On Race, Species and Becoming Human


On Race, Species and Becoming Human
Online via Zoom

March 25th, 2021

Zakiyyah Iman Jackson shares with us her innovative thinking on the intricate relations between race, species and the idea of ‘the human’.

In her thought-provoking book Becoming Human: Matter and Meaning in an Antiblack World (NYU Press, 2020) Jackson scrutinizes key African American, African and Caribbean cultural texts. She argues they generate conceptions of ‘being’ that disrupt the human-animal distinction that persistently reproduces the racial logics and orders of Western thought. Unlike most black studies scholars, Jackson questions the emancipatory promise of ‘humanization’. Instead, she turns to texts by leading scholars and writers like Sylvia Wynter, Audre Lorde, Octavia Butler and others.
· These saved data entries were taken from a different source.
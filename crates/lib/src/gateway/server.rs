//! Gateway HTTP server: routes, the shared dispatch pipeline, and the
//! idempotent start/stop lifecycle.

use crate::channels::{self, ChannelDirectory, DiscordApi, MessagePoster};
use crate::config::{self, Config};
use crate::gateway::error::ApiError;
use crate::gateway::markup::ParseMode;
use crate::gateway::protocol::{
    MessageCreated, SendMessageForm, SendRequest, WebhookDescriptor, WebhookPayload,
};
use anyhow::{Context, Result};
use axum::{
    body::Bytes,
    extract::{FromRequestParts, Path, State},
    http::{request::Parts, StatusCode},
    response::{IntoResponse, Response},
    routing::{get, post},
    Form, Json, Router,
};
use std::net::SocketAddr;
use std::sync::Arc;
use tokio::net::TcpListener;
use tokio::sync::Mutex;
use tokio::task::JoinHandle;

/// Shared state for the gateway handlers.
#[derive(Clone)]
pub struct GatewayState {
    /// Channel cache maintained by the bot session; handlers only read.
    pub directory: Arc<ChannelDirectory>,
    /// Backend post-message capability.
    pub poster: Arc<dyn MessagePoster>,
    /// Markup mode for the raw-text route.
    pub markup_mode: ParseMode,
}

/// Path segment constrained to decimal digits. Non-matching segments are
/// rejected with an empty 404 before any handler logic runs, standing in
/// for a digits-only route pattern.
pub struct ChannelId(pub u64);

#[async_trait::async_trait]
impl<S> FromRequestParts<S> for ChannelId
where
    S: Send + Sync,
{
    type Rejection = StatusCode;

    async fn from_request_parts(parts: &mut Parts, state: &S) -> Result<Self, Self::Rejection> {
        let Path(raw) = Path::<String>::from_request_parts(parts, state)
            .await
            .map_err(|_| StatusCode::NOT_FOUND)?;
        if raw.is_empty() || !raw.bytes().all(|b| b.is_ascii_digit()) {
            return Err(StatusCode::NOT_FOUND);
        }
        raw.parse().map(ChannelId).map_err(|_| StatusCode::NOT_FOUND)
    }
}

/// Build the router over the shared state.
fn router(state: GatewayState) -> Router {
    Router::new()
        .route("/hello", get(hello))
        .route("/healthcheck", get(health_check))
        .route("/api/send_message/:channel_id", post(send_message_text))
        .route("/api/send_message", post(send_message_form))
        .route(
            "/api/webhooks/:channel_id",
            get(get_webhook).post(send_message_webhook),
        )
        .with_state(state)
}

/// GET /hello — liveness text probe.
async fn hello() -> &'static str {
    "Hello, world!\n"
}

/// GET /healthcheck — liveness probe.
async fn health_check() -> &'static str {
    "OK"
}

/// Resolve, dispatch, respond. Every dispatch-reaching route funnels
/// through here: an unresolvable channel never reaches the backend, and a
/// backend failure is classified into `ApiError` in one place.
async fn resolve_and_dispatch(
    state: &GatewayState,
    request: SendRequest,
) -> Result<Json<MessageCreated>, ApiError> {
    let channel = state
        .directory
        .get(request.channel_id)
        .await
        .ok_or(ApiError::NotFound(request.channel_id))?;
    let posted = state
        .poster
        .create_message(channel.id, &request.content, &request.embeds)
        .await?;
    Ok(Json(MessageCreated::from(posted)))
}

/// POST /api/send_message/{channel_id} — raw markup body.
async fn send_message_text(
    State(state): State<GatewayState>,
    ChannelId(channel_id): ChannelId,
    body: String,
) -> Result<Json<MessageCreated>, ApiError> {
    let request = SendRequest::from_text(channel_id, &body, state.markup_mode)?;
    resolve_and_dispatch(&state, request).await
}

/// POST /api/send_message — form fields `content` and `channel_id`.
async fn send_message_form(
    State(state): State<GatewayState>,
    Form(form): Form<SendMessageForm>,
) -> Result<Json<MessageCreated>, ApiError> {
    let request = SendRequest::from_form(form)?;
    resolve_and_dispatch(&state, request).await
}

/// GET /api/webhooks/{channel_id} — synthesized descriptor, or an empty
/// 404 mirroring the emulated API's own not-found convention.
async fn get_webhook(
    State(state): State<GatewayState>,
    ChannelId(channel_id): ChannelId,
) -> Response {
    match state.directory.get(channel_id).await {
        Some(channel) => Json(WebhookDescriptor::for_channel(&channel)).into_response(),
        None => StatusCode::NOT_FOUND.into_response(),
    }
}

/// POST /api/webhooks/{channel_id} — webhook execution payload JSON. The
/// body is parsed from raw bytes so malformed JSON maps to the gateway's
/// own 400 error shape.
async fn send_message_webhook(
    State(state): State<GatewayState>,
    ChannelId(channel_id): ChannelId,
    body: Bytes,
) -> Result<Json<MessageCreated>, ApiError> {
    let payload: WebhookPayload = serde_json::from_slice(&body)
        .map_err(|e| ApiError::Validation(format!("invalid webhook payload: {}", e)))?;
    let request = SendRequest::from_webhook(channel_id, payload)?;
    resolve_and_dispatch(&state, request).await
}

/// Where the listener is in its life. Start is guarded so repeated
/// readiness signals cannot double-bind.
enum Lifecycle {
    NotStarted,
    Running { addr: SocketAddr, task: JoinHandle<()> },
    Stopped,
}

/// HTTP listener with idempotent start/stop, driven by the hosting
/// process's readiness and unload signals.
pub struct ApiServer {
    listen: String,
    port: u16,
    state: GatewayState,
    lifecycle: Mutex<Lifecycle>,
}

impl ApiServer {
    pub fn new(
        config: &Config,
        directory: Arc<ChannelDirectory>,
        poster: Arc<dyn MessagePoster>,
    ) -> Self {
        let markup_mode = if config.api.strict_markup {
            ParseMode::Strict
        } else {
            ParseMode::Tolerant
        };
        Self {
            listen: config.api.listen.clone(),
            port: config.api.port,
            state: GatewayState {
                directory,
                poster,
                markup_mode,
            },
            lifecycle: Mutex::new(Lifecycle::NotStarted),
        }
    }

    /// Bind and start serving if not already running. Returns the bound
    /// address; a second call while running returns the existing one. The
    /// bind completes before this returns, so readiness implies the
    /// socket is accepting.
    pub async fn start(&self) -> Result<SocketAddr> {
        let mut lifecycle = self.lifecycle.lock().await;
        if let Lifecycle::Running { addr, .. } = &*lifecycle {
            log::debug!("api server already running on {}", addr);
            return Ok(*addr);
        }
        let bind_addr = format!("{}:{}", self.listen, self.port);
        let listener = TcpListener::bind(&bind_addr)
            .await
            .with_context(|| format!("binding to {}", bind_addr))?;
        let addr = listener.local_addr().context("reading bound address")?;
        let app = router(self.state.clone());
        let task = tokio::spawn(async move {
            if let Err(e) = axum::serve(listener, app).await {
                log::warn!("api server exited: {}", e);
            }
        });
        log::info!("api server listening on {}", addr);
        *lifecycle = Lifecycle::Running { addr, task };
        Ok(addr)
    }

    /// Cancel the serve task and release the socket. In-flight requests
    /// are not drained. Idempotent.
    pub async fn stop(&self) {
        let mut lifecycle = self.lifecycle.lock().await;
        if let Lifecycle::Running { addr, task } =
            std::mem::replace(&mut *lifecycle, Lifecycle::Stopped)
        {
            task.abort();
            log::info!("api server on {} stopped", addr);
        }
    }
}

/// Load the bot session, seed the channel directory, and serve until
/// SIGINT/SIGTERM.
pub async fn run(config: Config) -> Result<()> {
    let token = config::resolve_bot_token(&config)
        .context("discord bot token not configured (set discord.botToken or DISCORD_BOT_TOKEN)")?;
    let api = DiscordApi::new(token, config.discord.api_base.clone());
    let directory = Arc::new(ChannelDirectory::new());
    let count = channels::sync_directory(&api, &directory)
        .await
        .map_err(|e| anyhow::anyhow!("channel directory sync failed: {}", e))?;
    log::info!("channel directory ready with {} channel(s)", count);

    let server = ApiServer::new(&config, directory, Arc::new(api));
    server.start().await?;
    shutdown_signal().await;
    log::info!("shutdown signal received, stopping api server");
    server.stop().await;
    Ok(())
}

/// Future that completes when the process should shut down (SIGINT or SIGTERM).
async fn shutdown_signal() {
    let ctrl_c = async {
        tokio::signal::ctrl_c()
            .await
            .expect("failed to install Ctrl+C handler");
    };

    #[cfg(unix)]
    let terminate = async {
        tokio::signal::unix::signal(tokio::signal::unix::SignalKind::terminate())
            .expect("failed to install SIGTERM handler")
            .recv()
            .await;
    };

    #[cfg(not(unix))]
    let terminate = std::future::pending::<()>();

    tokio::select! {
        _ = ctrl_c => {},
        _ = terminate => {},
    }
}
She uses their work to drive a creation of a new understanding of being that neither relies on animal abjection to define the human, nor reestablishes the need to be recognized as ‘proper human’ within liberal humanism as an antidote to racialization.

PROGRAM

20:00: Introduction by Tundé Adefioye
20:10: Zakiyyah Iman Jackson: ‘Architectures of the Flesh'
20:40: Q&A with the Zoom-audience, facilitated by Tundé Adefioye
21:10: Closing words by Tundé Adefioye

This program is organized by the Race & Research Network at the Vrije Universiteit Brussel, in cooperation with RHEA, VUB Crosstalks, Kaaitheater and the Race-Religion Constellation project at Radboud Universiteit in the Netherlands. As such this event is part of A series of More-Than-Human Encounters developed by VUB Crosstalks and Kaaitheater, as well as a continuation of the yearly tradition to highlight the International Day Against Racism at the VUB initiated by the Race & Research Network in 2020.